If indeed it were true that upon an indictment for a rape the jury might find the accused not guilty of the rape, but guilty of an assault with intent to commit a rape, and consequently that a general acquittal upon such an indictment would be a bar to a subsequent prosecution for, specifically, an assault with that intent, the court would yet not be prepared in this case to admit without much hesitancy, the conclusion necessary to the prisoner. The reason would not seem applicable to an indictment with two counts, in which the two grades of offense and the facts necessary to constitute them are separately charged as distinct crimes, and the verdict expressly discriminates between them, finding the prisoner guilty of the assault as charged in one count, but not of the rape as charged in the other. It would seem to be the duty of the court to make the verdict consistent with itself, if possible. Perhaps it mught therefore, if necessary for that purpose, be deemed a conviction of the assault of which the prisoner could be convicted on the first count, notwithstanding the general terms of finding the prisoner not guilty of the premises charged on that count, because the verdict expressly and affirmatively finds the party guilty of an assault. But if that would not be justifiable, it is plain that the verdict cannot be perverted into an acquittal of the assault, contrary to its explicit purport. If not a conviction to that extent in both counts it would, in itself, be repugnant—since upon the one count it affirms the prisoner to be guilty of an assault, of which same assault it at the same time affirms him to be not guilty upon the other. In such a case there could not be a judgment of acquittal, but only such proceedings as ensue in other cases of insensible verdicts.

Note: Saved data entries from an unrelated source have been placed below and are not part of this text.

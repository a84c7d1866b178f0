// SPDX-License-Identifier: BUSL-1.1
// Copyright (c) 2026 Alfred Jean LLC

use super::*;
use gyre_core::outputs::OUTPUT_SUCCEEDED;
use gyre_core::test_support::task_id;
use gyre_def::parse_str;

fn cycling_def() -> WorkflowDef {
    parse_str(
        r#"
        [workflow]
        name = "pool"
        cycling = "integer"
        initial_cycle_point = "1"

        [scheduler]
        runahead_limit = "P1"

        [runtime.foo]
        script = "true"
        [tasks.foo]
        sequences = [{ start = "^", stride = "P1" }]

        [[graph]]
        sequence = { start = "^", stride = "P1" }
        edges = [
            { target = "foo", triggers = [{ trigger = { task = "foo", output = "succeeded", offset = "-P1" } }] },
        ]
    "#,
    )
    .unwrap()
}

#[test]
fn spawn_is_idempotent() {
    let def = cycling_def();
    let mut pool = TaskPool::new();
    let id = task_id("foo", 1);

    let event = pool.spawn(&def, id.clone());
    assert!(matches!(event, Some(Event::TaskSpawned { .. })));

    // Mutate, then respawn: state must survive.
    pool.get_mut(&id).unwrap().force_status(TaskStatus::Running);
    assert!(pool.spawn(&def, id.clone()).is_none());
    assert_eq!(pool.get(&id).unwrap().status, TaskStatus::Running);
    assert_eq!(pool.len(), 1);
}

#[test]
fn spawn_off_sequence_is_refused() {
    let def = cycling_def();
    let mut pool = TaskPool::new();
    assert!(pool.spawn(&def, task_id("foo", 0)).is_none());
    assert!(pool.spawn(&def, task_id("ghost", 1)).is_none());
}

#[test]
fn runahead_bound_tracks_oldest_active() {
    let def = cycling_def();
    let mut pool = TaskPool::new();
    pool.spawn(&def, task_id("foo", 1));
    pool.spawn(&def, task_id("foo", 2));

    // Oldest active is 1; limit P1 -> bound 2.
    assert_eq!(pool.runahead_bound(&def), Some(gyre_core::CyclePoint::Integer(2)));
    assert!(pool.within_runahead(&def, &gyre_core::CyclePoint::Integer(2)));
    assert!(!pool.within_runahead(&def, &gyre_core::CyclePoint::Integer(3)));

    // 1/foo done: the bound advances.
    pool.get_mut(&task_id("foo", 1)).unwrap().force_status(TaskStatus::Succeeded);
    assert_eq!(pool.runahead_bound(&def), Some(gyre_core::CyclePoint::Integer(3)));
}

#[test]
fn hold_after_point_holds_current_and_future() {
    let def = cycling_def();
    let mut pool = TaskPool::new();
    pool.spawn(&def, task_id("foo", 1));
    pool.spawn(&def, task_id("foo", 2));

    let events = pool.hold_after(gyre_core::CyclePoint::Integer(1));
    // Hold-point event plus one hold for 2/foo.
    assert_eq!(events.len(), 2);
    assert!(!pool.get(&task_id("foo", 1)).unwrap().is_held);
    assert!(pool.get(&task_id("foo", 2)).unwrap().is_held);

    // Newly-spawned proxies past the point are held at spawn time.
    if let Some(Event::TaskSpawned { is_held, .. }) = pool.spawn(&def, task_id("foo", 3)) {
        assert!(is_held);
    } else {
        panic!("expected spawn event");
    }
}

#[test]
fn release_clears_flag_without_running() {
    let def = cycling_def();
    let mut pool = TaskPool::new();
    pool.spawn(&def, task_id("foo", 1));
    pool.hold(&[task_id("foo", 1)]);
    assert!(pool.get(&task_id("foo", 1)).unwrap().is_held);

    let events = pool.release(&[task_id("foo", 1)], false);
    assert_eq!(events.len(), 1);
    let proxy = pool.get(&task_id("foo", 1)).unwrap();
    assert!(!proxy.is_held);
    // Still waiting; a later step decides whether it runs.
    assert_eq!(proxy.status, TaskStatus::Waiting);
}

#[test]
fn satisfy_output_flips_matching_atoms() {
    let def = cycling_def();
    let mut pool = TaskPool::new();
    pool.spawn(&def, task_id("foo", 1));
    pool.spawn(&def, task_id("foo", 2));

    // 2/foo waits on 1/foo:succeeded.
    assert!(!pool.get(&task_id("foo", 2)).unwrap().prereqs_satisfied());
    let changed = pool.satisfy_output(&task_id("foo", 1), OUTPUT_SUCCEEDED);
    assert_eq!(changed, vec![task_id("foo", 2)]);
    assert!(pool.get(&task_id("foo", 2)).unwrap().prereqs_satisfied());

    // 1/foo's own prerequisite on 0/foo was vacuously satisfied at spawn.
    assert!(pool.get(&task_id("foo", 1)).unwrap().prereqs_satisfied());
}

#[test]
fn removable_respects_hold() {
    let def = cycling_def();
    let mut pool = TaskPool::new();
    pool.spawn(&def, task_id("foo", 1));
    {
        let proxy = pool.get_mut(&task_id("foo", 1)).unwrap();
        proxy.force_status(TaskStatus::Succeeded);
        proxy.outputs.complete(OUTPUT_SUCCEEDED);
        proxy.children_spawned = true;
        proxy.is_held = true;
    }
    // Held and complete: retained until released.
    assert!(pool.removable().is_empty());

    pool.release(&[task_id("foo", 1)], false);
    assert_eq!(pool.removable(), vec![task_id("foo", 1)]);
}

#[test]
fn stuck_reports_incomplete_terminal_proxies() {
    let def = cycling_def();
    let mut pool = TaskPool::new();
    pool.spawn(&def, task_id("foo", 1));
    pool.get_mut(&task_id("foo", 1)).unwrap().force_status(TaskStatus::Failed);
    assert_eq!(pool.stuck(), vec![task_id("foo", 1)]);
}

#[test]
fn stall_detection() {
    let def = cycling_def();
    let mut pool = TaskPool::new();
    assert!(!pool.is_stalled(false), "empty pool never stalls");

    pool.spawn(&def, task_id("foo", 2));
    // 2/foo waits on 1/foo which is not in the pool: nothing can progress.
    assert!(pool.is_stalled(false));

    // A pending retry timer counts as progress.
    assert!(!pool.is_stalled(true));

    // A runnable proxy clears the stall.
    pool.spawn(&def, task_id("foo", 1));
    assert!(!pool.is_stalled(false));
}

#[test]
fn stall_ignores_xtrigger_waiters() {
    let def = cycling_def();
    let mut pool = TaskPool::new();
    pool.spawn(&def, task_id("foo", 1));
    let proxy = pool.get_mut(&task_id("foo", 1)).unwrap();
    proxy.xtriggers.insert("clock_0".to_string(), false);
    // Waiting on an xtrigger that may still fire: not a stall.
    assert!(!pool.is_stalled(false));
}

#[test]
fn ordered_ids_sorts_point_depth_name() {
    let def = parse_str(
        r#"
        [workflow]
        name = "order"
        cycling = "integer"
        initial_cycle_point = "1"

        [runtime.a]
        script = "true"
        [runtime.b]
        script = "true"
        [runtime.z]
        script = "true"
        [tasks.a]
        sequences = [{ start = "^", stride = "P1" }]
        [tasks.b]
        sequences = [{ start = "^", stride = "P1" }]
        [tasks.z]
        sequences = [{ start = "^", stride = "P1" }]

        [[graph]]
        sequence = { start = "^", stride = "P1" }
        edges = [
            { target = "a", triggers = [{ trigger = { task = "z", output = "succeeded" } }] },
        ]
    "#,
    )
    .unwrap();
    let mut pool = TaskPool::new();
    for point in [2, 1] {
        for name in ["a", "b", "z"] {
            pool.spawn(&def, task_id(name, point));
        }
    }
    let ids: Vec<String> = pool.ordered_ids(&def).iter().map(|i| i.to_string()).collect();
    // Depth: z and b are roots (depth 0), a depends on z (depth 1).
    assert_eq!(ids, vec!["1/b", "1/z", "1/a", "2/b", "2/z", "2/a"]);
}
// SPDX-License-Identifier: BUSL-1.1
// Copyright (c) 2026 Alfred Jean LLC

//! Shared harness: a runtime + executor + queue wired like the daemon's
//! engine loop, ticked manually.

use gyre_adapters::JobRunner;
use gyre_core::SystemClock;
use gyre_engine::{EngineMsg, Executor, Runtime, RuntimeConfig, Scheduler};
use gyre_storage::MaterializedState;
use parking_lot::Mutex;
use std::path::Path;
use std::sync::Arc;
use std::time::{Duration, Instant};
use tokio::sync::mpsc;

pub struct Harness<R> {
    pub runtime: Runtime<SystemClock>,
    pub executor: Executor<R>,
    pub rx: mpsc::Receiver<EngineMsg>,
    pub scheduler: Arc<Mutex<Scheduler>>,
    pub state: MaterializedState,
}

impl<R: JobRunner + 'static> Harness<R> {
    pub fn new(def_text: &str, runner: Arc<R>, root: &Path) -> Self {
        Self::new_with(def_text, runner, root, |_| {})
    }

    /// Build with a customization hook (extra xtrigger registrations and
    /// the like) applied before the executor snapshots the registry.
    pub fn new_with(
        def_text: &str,
        runner: Arc<R>,
        root: &Path,
        customize: impl FnOnce(&mut Runtime<SystemClock>),
    ) -> Self {
        let def = gyre_def::parse_str(def_text).unwrap_or_else(|e| panic!("bad def: {e}"));
        let mut runtime = Runtime::new(
            def,
            SystemClock,
            RuntimeConfig {
                job_root: root.join("log").join("job"),
                run_root: root.to_path_buf(),
            },
        );
        customize(&mut runtime);
        let scheduler = Arc::new(Mutex::new(Scheduler::new()));
        let (tx, rx) = mpsc::channel(256);
        let executor = Executor::new(
            runner,
            gyre_adapters::SubprocessPool::new(4),
            4,
            runtime.xtriggers.registry(),
            Arc::clone(&scheduler),
            tx,
        );
        Self {
            runtime,
            executor,
            rx,
            scheduler,
            state: MaterializedState::default(),
        }
    }

    fn apply(&mut self, effects: Vec<gyre_core::Effect>) {
        for effect in effects {
            if let Some(event) = self.executor.execute(effect) {
                self.state.apply_event(&event);
            }
        }
    }

    pub fn bootstrap(&mut self) {
        let effects = self.runtime.bootstrap();
        self.apply(effects);
    }

    /// One engine tick: drain the queue, fire due timers, step the pool.
    pub async fn tick(&mut self) {
        // Give spawned producers a moment to finish.
        tokio::time::sleep(Duration::from_millis(20)).await;
        while let Ok(msg) = self.rx.try_recv() {
            let effects = self.runtime.handle_msg(msg);
            self.apply(effects);
        }
        let due = self.scheduler.lock().due(Instant::now());
        for timer in due {
            let effects = self.runtime.handle_msg(EngineMsg::TimerFired(timer));
            self.apply(effects);
        }
        let pending = self.scheduler.lock().has_task_timers();
        let outcome = self.runtime.step(pending);
        self.apply(outcome.effects);
    }

    /// Run a fixed number of ticks.
    pub async fn ticks(&mut self, n: usize) {
        for _ in 0..n {
            self.tick().await;
        }
    }

    /// Tick until the predicate holds (or panic after `max` ticks).
    pub async fn run_until(
        &mut self,
        max: usize,
        mut done: impl FnMut(&Runtime<SystemClock>, &MaterializedState) -> bool,
    ) {
        for _ in 0..max {
            self.tick().await;
            if done(&self.runtime, &self.state) {
                return;
            }
        }
        panic!(
            "condition not reached after {max} ticks; pool: {:?}",
            self.runtime
                .pool
                .iter()
                .map(|p| format!("{}={}", p.id, p.status))
                .collect::<Vec<_>>()
        );
    }

    /// The materialized state folded from everything emitted so far.
    pub fn snapshot_state(&self) -> MaterializedState {
        self.state.clone()
    }
}
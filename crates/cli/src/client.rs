// SPDX-License-Identifier: BUSL-1.1
// Copyright (c) 2026 Alfred Jean LLC

//! Client connection to a live scheduler via its contact file.

use anyhow::{bail, Context};
use gyre_daemon::protocol::{read_message, write_message, Request, Response};
use gyre_storage::{ContactError, ContactInfo};
use std::path::Path;
use tokio::net::UnixStream;

/// One round trip to the scheduler for a run directory.
pub fn request(run_dir: &Path, request: Request) -> anyhow::Result<Response> {
    let contact_path = run_dir.join(".service").join("contact");
    let contact = match ContactInfo::read(&contact_path) {
        Ok(contact) => contact,
        Err(ContactError::NotRunning) => {
            bail!("no scheduler is running in {}", run_dir.display())
        }
        Err(e) => return Err(e).context("reading contact file"),
    };

    let runtime = tokio::runtime::Builder::new_current_thread()
        .enable_all()
        .build()
        .context("starting client runtime")?;
    runtime.block_on(async move {
        let mut stream = UnixStream::connect(&contact.socket)
            .await
            .with_context(|| format!("connecting to {}", contact.socket))?;
        write_message(&mut stream, &request).await.context("sending request")?;
        let response: Response =
            read_message(&mut stream).await.context("reading response")?;
        Ok(response)
    })
}

/// Expect a plain Ok; surface scheduler-side errors.
pub fn expect_ok(response: Response) -> anyhow::Result<()> {
    match response {
        Response::Ok => Ok(()),
        Response::Error { message } => bail!("{message}"),
        other => bail!("unexpected response: {other:?}"),
    }
}
//! Element tree nodes.
//!
//! A [`Node`] is a cheap, clonable handle to a node stored behind an `Rc`.
//! Children are owned through the parent's children sequence; the parent link
//! is a `Weak` back-reference, so a tree never keeps itself alive and a node
//! is reclaimed once neither a parent nor an outside handle holds it.

mod ancestry;
mod index_path;
mod mutation;

pub use ancestry::Ancestors;
pub use index_path::Descendants;

use std::cell::{Ref, RefCell, RefMut};
use std::fmt;
use std::hash::{Hash, Hasher};
use std::rc::{Rc, Weak};

use crate::intern::Name;

/// Node variant. A `Document` marks the root of a tree for
/// [`Node::root_document`]; everything else is an `Element`.
#[derive(Clone, Copy, Debug, PartialEq, Eq, Hash)]
pub enum NodeKind {
    Document,
    Element,
}

struct NodeData {
    kind: NodeKind,
    name: Option<Name>,
    value: Option<String>,
    children: Option<Vec<Node>>,
    parent: Weak<RefCell<NodeData>>,
}

/// Handle to a tree node.
///
/// Cloning the handle does not copy the node; use [`Node::deep_copy`] for an
/// independent subtree. `==` compares identity, [`Node::deep_eq`] compares
/// structure.
#[derive(Clone)]
pub struct Node(Rc<RefCell<NodeData>>);

impl Node {
    pub fn new(kind: NodeKind) -> Self {
        Self(Rc::new(RefCell::new(NodeData {
            kind,
            name: None,
            value: None,
            children: None,
            parent: Weak::new(),
        })))
    }

    pub fn document() -> Self {
        Self::new(NodeKind::Document)
    }

    pub fn element(name: impl Into<Name>) -> Self {
        Self::new(NodeKind::Element).with_name(name)
    }

    /// Unnamed element carrying only a text value
    pub fn text(value: impl Into<String>) -> Self {
        Self::new(NodeKind::Element).with_value(value)
    }

    #[must_use]
    pub fn with_name(self, name: impl Into<Name>) -> Self {
        self.set_name(name);
        self
    }

    #[must_use]
    pub fn with_value(self, value: impl Into<String>) -> Self {
        self.set_value(value);
        self
    }

    pub fn kind(&self) -> NodeKind {
        self.data().kind
    }

    pub fn is_document(&self) -> bool {
        self.kind() == NodeKind::Document
    }

    pub fn is_element(&self) -> bool {
        self.kind() == NodeKind::Element
    }

    pub fn name(&self) -> Option<Name> {
        self.data().name.clone()
    }

    pub fn has_name(&self, name: &str) -> bool {
        self.data().name.as_deref() == Some(name)
    }

    pub fn set_name(&self, name: impl Into<Name>) {
        self.data_mut().name = Some(name.into());
    }

    pub fn clear_name(&self) {
        self.data_mut().name = None;
    }

    pub fn value(&self) -> Option<String> {
        self.data().value.clone()
    }

    pub fn set_value(&self, value: impl Into<String>) {
        self.data_mut().value = Some(value.into());
    }

    pub fn clear_value(&self) {
        self.data_mut().value = None;
    }

    /// Snapshot of the children sequence. `None` when the node has never
    /// held a children sequence, which differs from `Some(vec![])`.
    pub fn children(&self) -> Option<Vec<Self>> {
        self.data().children.clone()
    }

    pub fn child_count(&self) -> usize {
        self.data().children.as_ref().map_or(0, Vec::len)
    }

    pub fn has_children(&self) -> bool {
        self.child_count() > 0
    }

    pub fn child(&self, index: usize) -> Option<Self> {
        self.data().children.as_ref()?.get(index).cloned()
    }

    pub fn first_child(&self) -> Option<Self> {
        self.data().children.as_ref()?.first().cloned()
    }

    pub fn last_child(&self) -> Option<Self> {
        self.data().children.as_ref()?.last().cloned()
    }

    /// Copy this node and its whole subtree. Every copy keeps its source's
    /// kind, name and value; parent links point at the new copies and the
    /// returned root is detached.
    pub fn deep_copy(&self) -> Self {
        let root = self.shallow_copy();
        let mut pending = vec![(self.clone(), root.clone())];

        while let Some((source, copy)) = pending.pop() {
            let Some(children) = source.children() else {
                continue;
            };
            let copies: Vec<Self> = children.iter().map(Self::shallow_copy).collect();
            for (child, child_copy) in children.into_iter().zip(&copies) {
                child_copy.set_parent(&copy);
                pending.push((child, child_copy.clone()));
            }
            copy.data_mut().children = Some(copies);
        }

        root
    }

    /// Structural equality: same kind, name, value and children, recursively
    pub fn deep_eq(&self, other: &Self) -> bool {
        let mut pending = vec![(self.clone(), other.clone())];

        while let Some((left, right)) = pending.pop() {
            if left == right {
                continue;
            }

            let l = left.data();
            let r = right.data();
            if l.kind != r.kind || l.name != r.name || l.value != r.value {
                return false;
            }

            match (&l.children, &r.children) {
                (None, None) => {}
                (Some(a), Some(b)) if a.len() == b.len() => {
                    pending.extend(a.iter().cloned().zip(b.iter().cloned()));
                }
                _ => return false,
            }
        }

        true
    }

    /// Number of live handles to this node, including the parent's
    pub fn handle_count(&self) -> usize {
        Rc::strong_count(&self.0)
    }

    fn shallow_copy(&self) -> Self {
        let data = self.data();
        let copy = Self::new(data.kind);
        {
            let mut copy_data = copy.data_mut();
            copy_data.name.clone_from(&data.name);
            copy_data.value.clone_from(&data.value);
        }
        copy
    }

    fn data(&self) -> Ref<'_, NodeData> {
        self.0.borrow()
    }

    fn data_mut(&self) -> RefMut<'_, NodeData> {
        self.0.borrow_mut()
    }

    fn set_parent(&self, parent: &Self) {
        self.data_mut().parent = Rc::downgrade(&parent.0);
    }

    fn clear_parent(&self) {
        self.data_mut().parent = Weak::new();
    }
}

// Releasing a subtree one level per stack frame overflows on deep trees, so
// children whose last handle goes away are unlinked onto a heap stack first.
impl Drop for NodeData {
    fn drop(&mut self) {
        let Some(mut stack) = self.children.take() else {
            return;
        };

        while let Some(node) = stack.pop() {
            if let Some(cell) = Rc::into_inner(node.0) {
                let mut data = cell.into_inner();
                stack.extend(data.children.take().into_iter().flatten());
            }
        }
    }
}

impl PartialEq for Node {
    fn eq(&self, other: &Self) -> bool {
        Rc::ptr_eq(&self.0, &other.0)
    }
}

impl Eq for Node {}

impl Hash for Node {
    fn hash<H: Hasher>(&self, state: &mut H) {
        std::ptr::hash(Rc::as_ptr(&self.0), state);
    }
}

impl fmt::Debug for Node {
    fn fmt(&self, f: &mut fmt::Formatter<'_>) -> fmt::Result {
        let data = self.data();
        let mut out = f.debug_struct("Node");
        out.field("kind", &data.kind);
        if let Some(name) = &data.name {
            out.field("name", name);
        }
        if let Some(value) = &data.value {
            out.field("value", value);
        }
        if let Some(children) = &data.children {
            out.field("children", children);
        }
        out.finish()
    }
}
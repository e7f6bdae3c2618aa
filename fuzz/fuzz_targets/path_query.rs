#![no_main]
use libfuzzer_sys::fuzz_target;
use ztree::{Node, QueryConfig};

fuzz_target!(|data: &[u8]| {
    if let Ok(path) = std::str::from_utf8(data) {
        let root = Node::document();
        let item = Node::element("item");
        if root.add_child(item.clone()).is_ok() && item.add_child(Node::element("sub")).is_ok() {
            let _ = item.nodes_for_path(path);
            let _ = item.nodes_for_path_with_config(path, &QueryConfig::lenient());
        }
    }
});
//! Structural edits.
//!
//! Every node being attached is first detached from wherever it lives, so a
//! node never sits in two children sequences at once. Edits that would make a
//! node its own ancestor fail before anything changes.

use std::collections::HashSet;

use tracing::{debug, trace};

use super::Node;
use crate::error::{Error, ErrorKind, Result};

impl Node {
    /// Append `child`, creating the children sequence if needed.
    ///
    /// Adopting a leaf is constant time; adopting a node that has children
    /// walks the ancestors of `self` to rule out a cycle.
    pub fn add_child(&self, child: Self) -> Result<()> {
        self.ensure_can_adopt(&child)?;
        child.detach();
        child.set_parent(self);

        let count = {
            let mut data = self.data_mut();
            let children = data.children.get_or_insert_with(Vec::new);
            children.push(child);
            children.len()
        };
        trace!(name = ?self.name(), count, "appended child");
        Ok(())
    }

    /// Insert `child` at `index`. The valid range is `0..=len`, where `len`
    /// is counted after `child` has left its current position.
    pub fn insert_child(&self, index: usize, child: Self) -> Result<()> {
        self.ensure_can_adopt(&child)?;
        let len = self.child_count() - usize::from(child.is_child_of(self));
        if index > len {
            debug!(index, len, "insert index out of range");
            return Err(Error::new(ErrorKind::IndexOutOfRange { index, len }));
        }

        child.detach();
        child.set_parent(self);
        self.data_mut()
            .children
            .get_or_insert_with(Vec::new)
            .insert(index, child);
        trace!(name = ?self.name(), index, "inserted child");
        Ok(())
    }

    /// Insert an ordered batch at `index`, keeping the batch's order
    pub fn insert_children(
        &self,
        index: usize,
        children: impl IntoIterator<Item = Self>,
    ) -> Result<()> {
        let batch: Vec<Self> = children.into_iter().collect();
        self.ensure_can_adopt_all(&batch)?;

        let moving = batch.iter().filter(|child| child.is_child_of(self)).count();
        let len = self.child_count() - moving;
        if index > len {
            debug!(index, len, "insert index out of range");
            return Err(Error::new(ErrorKind::IndexOutOfRange { index, len }));
        }

        for child in &batch {
            child.detach();
            child.set_parent(self);
        }

        let added = batch.len();
        self.data_mut()
            .children
            .get_or_insert_with(Vec::new)
            .splice(index..index, batch);
        trace!(name = ?self.name(), index, added, "inserted children");
        Ok(())
    }

    /// Remove and return the child at `index`, clearing its parent link
    pub fn remove_child(&self, index: usize) -> Result<Self> {
        let removed = {
            let mut data = self.data_mut();
            match data.children.as_mut() {
                Some(children) if index < children.len() => children.remove(index),
                children => {
                    let len = children.map_or(0, |c| c.len());
                    debug!(index, len, "remove index out of range");
                    return Err(Error::new(ErrorKind::IndexOutOfRange { index, len }));
                }
            }
        };

        removed.clear_parent();
        trace!(name = ?self.name(), index, "removed child");
        Ok(removed)
    }

    /// Replace the children sequence.
    ///
    /// Nodes in `children` are re-parented to `self`. Nodes of the previous
    /// sequence that are not in `children` are detached; nodes in both stay
    /// attached. Listing a node twice, or listing `self` or one of its
    /// ancestors, fails without changing anything.
    pub fn set_children(&self, children: impl IntoIterator<Item = Self>) -> Result<()> {
        let incoming: Vec<Self> = children.into_iter().collect();
        self.ensure_can_adopt_all(&incoming)?;

        for child in &incoming {
            if !child.is_child_of(self) {
                child.detach();
                child.set_parent(self);
            }
        }

        let kept: HashSet<Self> = incoming.iter().cloned().collect();
        let count = incoming.len();
        let previous = self.data_mut().children.replace(incoming);

        let mut released = 0usize;
        for old in previous.iter().flatten() {
            if !kept.contains(old) {
                old.clear_parent();
                released += 1;
            }
        }
        debug!(name = ?self.name(), count, released, "replaced children");
        Ok(())
    }

    /// Drop the children sequence entirely, detaching every child. Afterwards
    /// [`Node::children`] returns `None`.
    pub fn clear_children(&self) {
        let previous = self.data_mut().children.take();
        for old in previous.iter().flatten() {
            old.clear_parent();
        }
    }

    /// Remove this node from its parent's children. No-op for a detached node.
    pub fn detach(&self) {
        let Some(parent) = self.parent() else {
            return;
        };

        if let Some(children) = parent.data_mut().children.as_mut() {
            children.retain(|child| child != self);
        }
        self.clear_parent();
    }

    fn is_child_of(&self, parent: &Self) -> bool {
        self.parent().as_ref() == Some(parent)
    }

    // A node without children cannot be an ancestor, so the walk up from
    // `self` only runs when `child` holds a subtree.
    fn ensure_can_adopt(&self, child: &Self) -> Result<()> {
        if child == self || (child.has_children() && child.is_ancestor_of(self)) {
            debug!(name = ?self.name(), child = ?child.name(), "rejected cyclic adoption");
            return Err(Error::new(ErrorKind::CycleDetected));
        }
        Ok(())
    }

    fn ensure_can_adopt_all(&self, children: &[Self]) -> Result<()> {
        let mut seen = HashSet::with_capacity(children.len());
        for child in children {
            if !seen.insert(child) {
                debug!(name = ?self.name(), child = ?child.name(), "rejected duplicate child");
                return Err(Error::new(ErrorKind::DuplicateChild));
            }
            self.ensure_can_adopt(child)?;
        }
        Ok(())
    }
}
//! ztree: an in-memory element tree for parsed markup
//!
//! This crate provides:
//! - Ownership-correct structural edits that keep parent links consistent
//! - Root document lookup from any node
//! - A restricted slash-separated path query language
//! - Index-path addressing and a flattened depth-first view
//!
//! # Examples
//! ```
//! use ztree::{Node, Result};
//!
//! # fn main() -> Result<()> {
//! let root = Node::document();
//! let item = Node::element("item");
//! let sub = Node::element("sub").with_value("text");
//! root.add_child(item.clone())?;
//! item.add_child(sub.clone())?;
//!
//! assert_eq!(root.nodes_for_path("item/sub")?, vec![sub.clone()]);
//! assert_eq!(sub.nodes_for_path("/item")?, vec![item.clone()]);
//! assert_eq!(root.node_at(&[0, 0]), Some(sub));
//!
//! root.write_at(&[0, 0], None)?;
//! assert_eq!(item.child_count(), 0);
//! # Ok(())
//! # }
//! ```

#![forbid(unsafe_code)]

pub mod config;
pub mod error;
pub mod intern;
pub mod node;
pub mod query;

// Re-exports
pub use config::{QueryConfig, QueryMode};
pub use error::{Category, Error, ErrorKind, Result};
pub use intern::{intern_name, Name};
pub use node::{Ancestors, Descendants, Node, NodeKind};
pub use query::{NodesExt, PathQuery, Step};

The position of the counsel upon this point is, therefore, in opposition to the judgment of this court upon the very case of this prisoner, when it was before us on the first indictment. (See 19 N. C., 297.)

The judgment of acquittal on the first count was then affirmed, and the judgment was arrested on the second count because that was regarded as charging a distinct offense, which was not charged in the former, or of which the prisoner could not be convicted on that

count. But as the validity of the verdict in this respect was not then discussed, nor even adverted to at the bar, nor by ourselves, the court will now proceed to inquire whether the prisoner was before acquitted of the crime, of which the present indictment accuses him. This will be done independently of the authority of the adjudication of ourselves, just alluded to, and also with reference only to that part of the first verdict which acquitted the prisoner on the first count of that indictment, and without noticing the fact that the indictment contains more than that count.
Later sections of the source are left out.